#### Material shown:
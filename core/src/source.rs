// core/src/source.rs
use std::collections::{HashMap, HashSet};
use std::fs::File;
use std::io::Read;
use std::path::{Path, PathBuf};

use chrono::NaiveDate;

use crate::error::{EffortError, Result};
use crate::types::{Metric, MetricSample, MetricSeries};

/// Tilgang til én kamps rådata. Prod: `DirectorySource`, test: `StaticSource`.
pub trait MatchDataSource {
    /// Finnes det i det hele tatt data for kampen?
    fn has_match(&self, date: NaiveDate) -> bool;

    /// `Ok(None)` betyr at fila mangler (→ skalar 0), ikke at den er tom.
    fn load_series(&self, date: NaiveDate, metric: Metric) -> Result<Option<MetricSeries>>;
}

/// Mappestruktur fra preprocess-steget: `<root>/match_<YYYY-MM-DD>/<fil>.csv`.
#[derive(Debug, Clone)]
pub struct DirectorySource {
    root: PathBuf,
}

impl DirectorySource {
    pub fn new(root: impl Into<PathBuf>) -> Self {
        Self { root: root.into() }
    }

    pub fn root(&self) -> &Path {
        &self.root
    }

    pub fn match_dir(&self, date: NaiveDate) -> PathBuf {
        self.root.join(format!("match_{}", date.format("%Y-%m-%d")))
    }

    pub fn metric_path(&self, date: NaiveDate, metric: Metric) -> PathBuf {
        self.match_dir(date).join(metric.file_name())
    }
}

impl MatchDataSource for DirectorySource {
    fn has_match(&self, date: NaiveDate) -> bool {
        self.match_dir(date).is_dir()
    }

    fn load_series(&self, date: NaiveDate, metric: Metric) -> Result<Option<MetricSeries>> {
        let path = self.metric_path(date, metric);
        if !path.exists() {
            log::debug!("{} mangler for {}, bruker 0", metric.file_name(), date);
            return Ok(None);
        }
        let file = File::open(&path).map_err(|source| EffortError::Io {
            path: path.clone(),
            source,
        })?;
        parse_series(file, metric, &path).map(Some)
    }
}

/// In-memory kilde. Kamper uten registrerte serier finnes fortsatt (tom mappe).
#[derive(Debug, Clone, Default)]
pub struct StaticSource {
    matches: HashSet<NaiveDate>,
    series: HashMap<(NaiveDate, Metric), MetricSeries>,
}

impl StaticSource {
    pub fn new() -> Self {
        Self::default()
    }

    pub fn add_match(&mut self, date: NaiveDate) -> &mut Self {
        self.matches.insert(date);
        self
    }

    pub fn add_series(&mut self, date: NaiveDate, series: MetricSeries) -> &mut Self {
        self.matches.insert(date);
        self.series.insert((date, series.metric), series);
        self
    }

    pub fn add_values(&mut self, date: NaiveDate, metric: Metric, values: &[f64]) -> &mut Self {
        self.add_series(date, MetricSeries::from_values(metric, values))
    }
}

impl MatchDataSource for StaticSource {
    fn has_match(&self, date: NaiveDate) -> bool {
        self.matches.contains(&date)
    }

    fn load_series(&self, date: NaiveDate, metric: Metric) -> Result<Option<MetricSeries>> {
        Ok(self.series.get(&(date, metric)).cloned())
    }
}

// ──────────────────────────────────────────────────────────────────────────────
// CSV-parsing
// ──────────────────────────────────────────────────────────────────────────────

/// Leser én eksportfil. Header-rad kreves; kolonnen slås opp på eksakt navn.
/// Tomme celler og NaN hoppes over (som pandas sine reduksjoner).
pub fn parse_series<R: Read>(rdr: R, metric: Metric, path: &Path) -> Result<MetricSeries> {
    let mut reader = csv::ReaderBuilder::new()
        .has_headers(true)
        .trim(csv::Trim::All)
        .from_reader(rdr);

    let malformed = |source: csv::Error| EffortError::MalformedCsv {
        path: path.to_path_buf(),
        source,
    };

    let headers = reader.headers().map_err(malformed)?.clone();
    let value_idx = headers
        .iter()
        .position(|h| h == metric.column())
        .ok_or_else(|| EffortError::MissingColumn {
            path: path.to_path_buf(),
            column: metric.column().to_string(),
        })?;
    let time_idx = headers.iter().enumerate().position(|(i, h)| {
        let h = h.to_ascii_lowercase();
        i != value_idx && (h.contains("time") || h.contains("date"))
    });

    let mut samples = Vec::new();
    for record in reader.records() {
        let record = record.map_err(malformed)?;
        let raw = record.get(value_idx).unwrap_or("");
        if raw.is_empty() {
            continue;
        }
        let value: f64 = raw.parse().map_err(|_| EffortError::BadValue {
            path: path.to_path_buf(),
            row: record.position().map(|p| p.line()).unwrap_or(0),
            value: raw.to_string(),
        })?;
        if value.is_nan() {
            continue;
        }
        let timestamp = time_idx
            .and_then(|i| record.get(i))
            .filter(|t| !t.is_empty())
            .map(str::to_string);
        samples.push(MetricSample { timestamp, value });
    }

    Ok(MetricSeries::new(metric, samples))
}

#### What the task asks:
Copy each line above where the string "EffortError" occurs.

#### Output for this exercise:
use crate::error::{EffortError, Result};
        let file = File::open(&path).map_err(|source| EffortError::Io {
    let malformed = |source: csv::Error| EffortError::MalformedCsv {
        .ok_or_else(|| EffortError::MissingColumn {
        let value: f64 = raw.parse().map_err(|_| EffortError::BadValue {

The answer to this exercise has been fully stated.